When working with very large datasets needing in-place updates or fastest performance.
15. How do you convert a string to a date?
Use as.Date("2025-06-27") or lubridate::ymd("20250627").
Data Manipulation
16. What is the apply() family used for?
To apply functions over margins (rows/columns) of data: apply(), lapply(), sapply(),
tapply(), etc.
17. How to join two data frames by column id?
Using dplyr: left_join(df1, df2, by = "id") or base: merge(df1, df2, by =
"id").
18. Difference between rbind() and cbind()?
● rbind() adds rows
● cbind() adds columns
19. What does aggregate(score ~ class, df, mean) do?
Returns average scores for each class as a summary data frame.
20. How to sort a data frame by column descending?
Base R: df[order(df$col, decreasing = TRUE), ]
Dplyr: df %>% arrange(desc(col))
21. Name five dplyr verbs and their uses:
● filter(): filter rows
● select(): pick columns
● mutate(): add/modify columns
● summarise(): summary stats
● arrange(): reorder rows
22. How to pivot data to wide format?
Use pivot_wider(names_from = category, values_from = value).
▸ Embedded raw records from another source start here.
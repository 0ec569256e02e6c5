use bevy::app::PluginGroupBuilder;
use bevy::prelude::*;

use crate::lattice::populate_metric_grids;
use crate::pulse::{instance_emission_materials, pulse_emission, pulse_grid_scale};

/// Lattice generation plus the child-scale pulse
pub struct MetricGridPlugin;

impl Plugin for MetricGridPlugin {
    fn build(&self, app: &mut App) {
        app.add_systems(Update, (populate_metric_grids, pulse_grid_scale).chain());
    }
}

/// Material emission pulse
pub struct EmissionPulsePlugin;

impl Plugin for EmissionPulsePlugin {
    fn build(&self, app: &mut App) {
        app.add_systems(
            Update,
            (instance_emission_materials, pulse_emission).chain(),
        );
    }
}

/// Both plugins. They don't depend on each other, so either can be used alone.
pub struct MetricLatticePlugins;

impl PluginGroup for MetricLatticePlugins {
    fn build(self) -> PluginGroupBuilder {
        PluginGroupBuilder::start::<Self>()
            .add(MetricGridPlugin)
            .add(EmissionPulsePlugin)
    }
}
23. How does lubridate help with dates?
Simplifies date parsing and transformations with functions like ymd(), mdy_hms(), year(),
month().
24. What is a factor and when to use it?
Factor is for categorical data—more memory-efficient and used properly in modeling.
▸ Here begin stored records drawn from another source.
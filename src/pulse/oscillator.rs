use std::f32::consts::TAU;

/// Swing applied around the base emission intensity.
pub const EMISSION_AMPLITUDE: f32 = 0.5;

/// Rest scale of a pulsing lattice point.
pub const SCALE_BASE: f32 = 1.0;

/// Swing applied around [`SCALE_BASE`].
pub const SCALE_AMPLITUDE: f32 = 0.2;

/// Sine sampler: `base + amplitude * sin(t * frequency)`.
///
/// Holds no state between ticks, so sampling the same `t` twice always
/// yields the same value.
#[derive(Debug, Clone, Copy, PartialEq)]
pub struct Oscillator {
    pub base: f32,
    pub amplitude: f32,
    pub frequency: f32,
}

impl Oscillator {
    pub const fn new(base: f32, amplitude: f32, frequency: f32) -> Self {
        Self {
            base,
            amplitude,
            frequency,
        }
    }

    /// Oscillator driving a material's emission multiplier
    pub const fn emission(base_intensity: f32, frequency: f32) -> Self {
        Self::new(base_intensity, EMISSION_AMPLITUDE, frequency)
    }

    /// Oscillator driving the uniform scale of lattice points
    pub const fn scale(speed: f32) -> Self {
        Self::new(SCALE_BASE, SCALE_AMPLITUDE, speed)
    }

    /// Value at elapsed time `t` (seconds)
    #[inline]
    pub fn sample(&self, t: f32) -> f32 {
        self.base + self.amplitude * (t * self.frequency).sin()
    }

    /// Closed interval every sample falls into
    pub fn range(&self) -> (f32, f32) {
        let swing = self.amplitude.abs();
        (self.base - swing, self.base + swing)
    }

    /// Time between repeats, `None` for a flat (zero-frequency) oscillator
    pub fn period(&self) -> Option<f32> {
        if self.frequency == 0.0 {
            None
        } else {
            Some(TAU / self.frequency.abs())
        }
    }
}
25. Memory difference between list and data frame?
Similar underlying memory, but data frames have extra class metadata and allow column-level
operations.
Visualization
26. What are ggplot2’s main layers?
● Data
● Aesthetics
● Geometries
● Scales
● Themes
● Coordinates
27. Create a histogram of prices with binwidth = 5:
ggplot(df, aes(price)) + geom_histogram(binwidth = 5)
28. How to add regression line to scatterplot?
Add: + geom_smooth(method = "lm", se = FALSE)
29. When to use base plotting over ggplot?
For quick EDA, scripting, or for-loop plotting where speed matters more than aesthetics.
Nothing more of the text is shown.